その返事に満足して、ゾロとナミも笑顔になってキッチンから出て行った。
ウソップとルフィがこっそりとミカン畑を覗き込むと、チビナミはナミと一緒にミカンの木の手入れ、
チビゾロは鞘におさまったままのゾロの刀を持って、握り方や構え方を教えてもらっている。

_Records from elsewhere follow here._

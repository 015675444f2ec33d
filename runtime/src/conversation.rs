//! Conversation message assembly and the bounded per-user history ring.

use crate::types::Role;
use serde::{Deserialize, Serialize};

#[derive(Debug, Clone, Serialize, Deserialize)]
pub struct ConversationMessage {
    pub role: Role,
    pub content: String,
}

impl ConversationMessage {
    pub fn system(content: impl Into<String>) -> Self {
        Self {
            role: Role::System,
            content: content.into(),
        }
    }

    pub fn user(content: impl Into<String>) -> Self {
        Self {
            role: Role::User,
            content: content.into(),
        }
    }

    pub fn assistant(content: impl Into<String>) -> Self {
        Self {
            role: Role::Assistant,
            content: content.into(),
        }
    }

    /// Rough token estimate; used only for logging, not for admission decisions.
    pub fn estimate_tokens(&self) -> usize {
        self.content.len() / 4 + 1
    }
}

/// An ordered list of messages, used both as the bounded per-user history ring
/// (C3) and as the assembled payload handed to `LlmClient::chat_completion`.
#[derive(Debug, Clone, Default, Serialize, Deserialize)]
pub struct Conversation {
    messages: Vec<ConversationMessage>,
}

impl Conversation {
    pub fn new() -> Self {
        Self::default()
    }

    pub fn from_messages(messages: Vec<ConversationMessage>) -> Self {
        Self { messages }
    }

    pub fn push(&mut self, message: ConversationMessage) {
        self.messages.push(message);
    }

    pub fn messages(&self) -> &[ConversationMessage] {
        &self.messages
    }

    pub fn len(&self) -> usize {
        self.messages.len()
    }

    pub fn is_empty(&self) -> bool {
        self.messages.is_empty()
    }

    pub fn estimate_tokens(&self) -> usize {
        self.messages.iter().map(|m| m.estimate_tokens()).sum()
    }

    /// Drop messages from the head until at most `max_len` remain.
    pub fn truncate_front(&mut self, max_len: usize) {
        if self.messages.len() > max_len {
            let excess = self.messages.len() - max_len;
            self.messages.drain(0..excess);
        }
    }

    pub fn to_openai_messages(&self) -> Vec<serde_json::Value> {
        self.messages
            .iter()
            .map(|m| serde_json::json!({ "role": m.role.to_string(), "content": m.content }))
            .collect()
    }
}

/// Renders recent history, retrieved long-term context, and the current user
/// turn into the flat prompt layout C4 assembles. Each section is included
/// only when non-empty.
pub fn assemble_prompt(
    history: &[ConversationMessage],
    retrieved_context: Option<&str>,
    user_message: &str,
) -> String {
    let mut sections = Vec::new();

    if !history.is_empty() {
        let mut block = String::from("Recent conversation history:\n");
        for message in history {
            block.push_str(&format!("{}: {}\n", message.role, message.content));
        }
        sections.push(block.trim_end().to_string());
    }

    if let Some(context) = retrieved_context {
        if !context.trim().is_empty() {
            sections.push(format!(
                "Previous relevant context from our conversations:\n{}",
                context.trim()
            ));
        }
    }

    sections.push(format!("User: {}\nAssistant:", user_message));

    sections.join("\n\n")
}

時々チビナミはゾロの背中に飛びついて、悪い葉っぱを取ったことを褒めてもらい、
チビゾロはナミに自慢げに刀を持つ姿を見せて、褒められると嬉しそうに笑っている。
どっからどう見ても、『家族4人仲むつまじい』光景だった。
それを眺めながらルフィが、ウソップから取った説明書を見ながら呟いた。
「なぁウソップ、ここに『鼻の頭押せば元に戻る』って書いてあんじゃねぇか」
「あーー・・・そうなんだけどな」
「どした?」
「いや、あいつら楽しそうだしな」
その日以来、ゾロとナミの距離が近づいたように見えるのは、クルーの気のせいではなかった。
2006/08/19 UP
『ゾロナミの子供で2人にそっくりな男女の双子』
6/22にリクくれた方、・・・・ごめん!!!
ロボットにしちゃったよ・・・!!!
いや、ゾロナミ(原作)@隠れ家子供って、私的にはとりあえずミラちゃんなんですよね。
あともう1バージョン。
後日UPになりますが。
これ以上増えると私の脳内パーーン!てなります。
だからロボット(苦しい言い訳)。